Please return every line in the following data that includes the string "degree".

Collected data.
———
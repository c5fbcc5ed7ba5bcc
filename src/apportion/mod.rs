mod apportion;
mod schema;
mod table;

pub use apportion::apportion;
pub use schema::{RatioSpec, TableSchema};
pub use table::{CountTable, Row};
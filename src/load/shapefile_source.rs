use std::path::{Path, PathBuf};

use anyhow::{bail, Context, Result};
use shapefile::{dbase::{FieldValue, Record}, Reader, Shape};
use tracing::{info, warn};

use crate::{common::shp_to_geo, load::{RawRecord, RecordSource}, map::Level};

/// Reads polygon records from an ESRI shapefile.
///
/// Field layout follows the published datasets: `kucode`/`kuname` for the
/// 2022 electoral districts, and the MLIT N03 administrative-area schema for
/// municipalities and prefectures.
#[derive(Debug, Clone)]
pub struct ShapefileSource {
    path: PathBuf,
}

impl ShapefileSource {
    pub fn new(path: impl AsRef<Path>) -> Self {
        Self { path: path.as_ref().to_path_buf() }
    }
}

/// Get a field as trimmed text; numeric fields are rendered without decimals.
fn get_text_field(record: &Record, field: &str) -> Result<Option<String>> {
    Ok(match record.get(field) {
        Some(FieldValue::Character(s)) => s.as_deref().map(str::trim).filter(|s| !s.is_empty()).map(str::to_string),
        Some(FieldValue::Numeric(n)) => n.map(|n| format!("{n:.0}")),
        Some(FieldValue::Double(n)) => Some(format!("{n:.0}")),
        Some(FieldValue::Integer(n)) => Some(n.to_string()),
        Some(other) => bail!("unsupported value for field {field}: {other:?}"),
        None => bail!("missing field: {field}"),
    })
}

impl RecordSource for ShapefileSource {
    fn records(&self, level: Level) -> Result<Vec<RawRecord>> {
        let (code_field, name_fields, region_field): (&str, &[&str], Option<&str>) = match level {
            Level::District => ("kucode", &["kuname"], None),
            Level::Municipality => ("N03_007", &["N03_004", "N03_005"], Some("N03_001")),
            Level::Prefecture => ("N03_007", &["N03_001"], None),
            Level::Block => bail!("[load::shapefile] block geometry is derived from prefectures, not read"),
        };

        let mut reader = Reader::from_path(&self.path)
            .with_context(|| format!("[load::shapefile] Failed to open shapefile: {}", self.path.display()))?;

        let mut records = Vec::new();
        let mut skipped = 0usize;
        for result in reader.iter_shapes_and_records() {
            let (shape, record) = result.context("[load::shapefile] Error reading shape+record")?;

            let geometry = match shape {
                Shape::Polygon(polygon) => shp_to_geo(&polygon),
                Shape::NullShape => { skipped += 1; continue }
                other => bail!("[load::shapefile] found non-Polygon shape: {:?}", other.shapetype()),
            };

            // Records without a code belong to no unit; the dissolve would drop them anyway
            let Some(code) = get_text_field(&record, code_field)? else { skipped += 1; continue };

            let name = name_fields.iter()
                .map(|field| get_text_field(&record, field))
                .collect::<Result<Vec<_>>>()?
                .into_iter()
                .flatten()
                .collect::<String>();

            let region = region_field
                .map(|field| get_text_field(&record, field))
                .transpose()?
                .flatten();

            records.push(RawRecord { code, name, region, geometry });
        }

        if skipped > 0 {
            warn!(%level, skipped, path = %self.path.display(), "skipped records without code or geometry");
        }
        info!(%level, records = records.len(), path = %self.path.display(), "read shapefile");

        Ok(records)
    }
}
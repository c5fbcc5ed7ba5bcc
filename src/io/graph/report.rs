use serde::{Deserialize, Serialize};

use crate::{graph::{AdjacencyGraph, GraphDiagnostics}, map::Level};

/// Neighbors of one named unit, for eyeballing a build.
#[derive(Debug, Clone, PartialEq, Serialize, Deserialize)]
pub struct SpotCheck {
    pub name: String,
    pub code: Option<String>,
    pub neighbors: Vec<String>,
}

/// Contents of `adj_<level>_report.json`.
#[derive(Debug, Serialize)]
pub(crate) struct LevelReport<'a> {
    pub level: Level,
    pub nodes: usize,
    pub edges: usize,
    pub component_sizes: Vec<usize>,
    pub diagnostics: &'a GraphDiagnostics,
    pub spot_checks: &'a [SpotCheck],
}

impl<'a> LevelReport<'a> {
    pub(crate) fn new(level: Level, graph: &AdjacencyGraph, diagnostics: &'a GraphDiagnostics, spot_checks: &'a [SpotCheck]) -> Self {
        Self {
            level,
            nodes: graph.node_count(),
            edges: graph.edge_count(),
            component_sizes: diagnostics.component_sizes(),
            diagnostics,
            spot_checks,
        }
    }
}
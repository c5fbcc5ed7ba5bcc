mod data;
mod registry;
mod remap;

pub use data::{RegistryData, RemapData, SuccessorSpec};
pub use registry::{reconcile, CodeRegistry, Reconciliation, CANONICAL_MUNICIPALITY_TARGET};
pub use remap::{Successor, WardRemap};
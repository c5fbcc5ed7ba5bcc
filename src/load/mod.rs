mod loader;
mod shapefile_source;
mod source;

pub use loader::load;
pub use shapefile_source::ShapefileSource;
pub use source::{RawRecord, RecordSource};
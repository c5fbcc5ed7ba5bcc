use ahash::AHashMap;
use anyhow::{ensure, Result};

use crate::map::UnitCode;

/// An undirected, unweighted adjacency graph over units, in compressed sparse row format.
///
/// Node `i` is `codes[i]`; rows are sorted, symmetric and never contain `i` itself.
#[derive(Debug, Clone, Default)]
pub struct AdjacencyGraph {
    codes: Vec<UnitCode>,
    index: AHashMap<UnitCode, u32>, // Map between codes and node indices
    offsets: Vec<u32>,
    edges: Vec<u32>,
}

impl AdjacencyGraph {
    /// Construct a graph from per-node neighbor lists.
    ///
    /// Self-loops are dropped and every edge is mirrored, so the result is
    /// symmetric and irreflexive whatever the input lists contain.
    pub fn from_neighbor_lists(codes: Vec<UnitCode>, neighbors: &[Vec<u32>]) -> Result<Self> {
        ensure!(
            codes.len() == neighbors.len(),
            "[graph] codes len ({}) != neighbor lists len ({})", codes.len(), neighbors.len()
        );
        let n = codes.len();

        let mut rows: Vec<Vec<u32>> = vec![Vec::new(); n];
        for (i, row) in neighbors.iter().enumerate() {
            for &j in row {
                ensure!((j as usize) < n, "[graph] node {i} lists out-of-range neighbor {j}");
                if j as usize == i { continue }
                rows[i].push(j);
                rows[j as usize].push(i as u32);
            }
        }
        rows.iter_mut().for_each(|row| { row.sort_unstable(); row.dedup(); });

        let index = codes.iter().enumerate()
            .map(|(i, code)| (code.clone(), i as u32))
            .collect::<AHashMap<_, _>>();
        ensure!(index.len() == n, "[graph] duplicate codes in node list");

        Ok(Self {
            codes,
            index,
            offsets: std::iter::once(0u32).chain(
                rows.iter()
                    .map(|row| row.len() as u32)
                    .scan(0u32, |acc, len| { *acc += len; Some(*acc) })
            ).collect(),
            edges: rows.into_iter().flatten().collect(),
        })
    }

    /// Get the number of nodes in the graph.
    #[inline] pub fn node_count(&self) -> usize { self.codes.len() }

    /// Get the number of undirected edges in the graph.
    #[inline] pub fn edge_count(&self) -> usize { self.edges.len() / 2 }

    /// Number of stored (directed) entries, i.e. nonzeros of the symmetric matrix.
    #[inline] pub fn nnz(&self) -> usize { self.edges.len() }

    /// Node codes in index order.
    #[inline] pub fn codes(&self) -> &[UnitCode] { &self.codes }

    /// Code of a given node.
    #[inline] pub fn code(&self, node: usize) -> &UnitCode { &self.codes[node] }

    /// Node index of a code, if present.
    #[inline] pub fn index_of(&self, code: &UnitCode) -> Option<usize> { self.index.get(code).map(|&i| i as usize) }

    /// CSR row offsets; length `node_count() + 1`.
    #[inline] pub fn offsets(&self) -> &[u32] { &self.offsets }

    /// Flattened neighbor lists.
    #[inline] pub fn edges(&self) -> &[u32] { &self.edges }

    #[inline]
    fn range(&self, node: usize) -> std::ops::Range<usize> {
        self.offsets[node] as usize .. self.offsets[node + 1] as usize
    }

    /// Get the degree (number of neighbors) of a given node.
    #[inline] pub fn degree(&self, node: usize) -> usize { self.range(node).len() }

    /// Sorted neighbors of a given node.
    #[inline] pub fn neighbors(&self, node: usize) -> &[u32] { &self.edges[self.range(node)] }

    /// Returns true if `a` and `b` are adjacent (binary search over `a`'s row).
    pub fn adjacent(&self, a: usize, b: usize) -> bool {
        a != b && self.neighbors(a).binary_search(&(b as u32)).is_ok()
    }

    /// Per-node neighbor lists, position-aligned with `codes()`.
    pub fn to_neighbor_lists(&self) -> Vec<Vec<u32>> {
        (0..self.node_count()).map(|i| self.neighbors(i).to_vec()).collect()
    }
}

#[cfg(test)]
mod tests {
    use super::*;
    use crate::map::Level;

    fn codes(n: usize) -> Vec<UnitCode> {
        (0..n).map(|i| UnitCode::normalize(Level::Prefecture, &(i + 1).to_string()).unwrap()).collect()
    }

    fn make_test_graph() -> AdjacencyGraph {
        AdjacencyGraph::from_neighbor_lists(codes(4), &[
            vec![1, 2],       // 0
            vec![0, 2],       // 1
            vec![0, 1, 3],    // 2
            vec![2],          // 3
        ]).unwrap()
    }

    #[test]
    fn csr_graph_construction() {
        let graph = make_test_graph();

        assert_eq!(graph.node_count(), 4);
        assert_eq!(graph.edge_count(), 4);
        assert_eq!(graph.offsets, vec![0, 2, 4, 7, 8]);
        assert_eq!(graph.edges, vec![1, 2, 0, 2, 0, 1, 3, 2]);

        for window in graph.offsets.windows(2) { assert!(window[0] <= window[1]) }
    }

    #[test]
    fn one_sided_lists_are_mirrored() {
        let graph = AdjacencyGraph::from_neighbor_lists(codes(3), &[vec![1, 2], vec![], vec![]]).unwrap();
        assert!(graph.adjacent(1, 0));
        assert!(graph.adjacent(2, 0));
        assert!(!graph.adjacent(1, 2));
    }

    #[test]
    fn self_loops_and_duplicates_are_dropped() {
        let graph = AdjacencyGraph::from_neighbor_lists(codes(2), &[vec![0, 1, 1], vec![1, 0]]).unwrap();
        assert_eq!(graph.neighbors(0), &[1]);
        assert_eq!(graph.neighbors(1), &[0]);
        assert!(!graph.adjacent(0, 0));
    }

    #[test]
    fn adjacency_is_symmetric_and_irreflexive() {
        let graph = make_test_graph();
        for i in 0..graph.node_count() {
            assert!(!graph.adjacent(i, i));
            for j in 0..graph.node_count() {
                assert_eq!(graph.adjacent(i, j), graph.adjacent(j, i));
            }
        }
    }

    #[test]
    fn index_lookup() {
        let graph = make_test_graph();
        let code = UnitCode::normalize(Level::Prefecture, "3").unwrap();
        assert_eq!(graph.index_of(&code), Some(2));
        assert_eq!(graph.code(2), &code);
    }

    #[test]
    fn rejects_out_of_range_neighbor() {
        assert!(AdjacencyGraph::from_neighbor_lists(codes(2), &[vec![5], vec![]]).is_err());
    }

    #[test]
    fn rejects_length_mismatch() {
        assert!(AdjacencyGraph::from_neighbor_lists(codes(2), &[vec![]]).is_err());
    }

    #[test]
    fn empty_graph_is_valid() {
        let graph = AdjacencyGraph::from_neighbor_lists(Vec::new(), &[]).unwrap();
        assert_eq!(graph.node_count(), 0);
        assert_eq!(graph.edge_count(), 0);
        assert_eq!(graph.offsets, vec![0]);
    }
}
———
Response area.
    /// Get the degree (number of neighbors) of a given node.
    #[inline] pub fn degree(&self, node: usize) -> usize { self.range(node).len() }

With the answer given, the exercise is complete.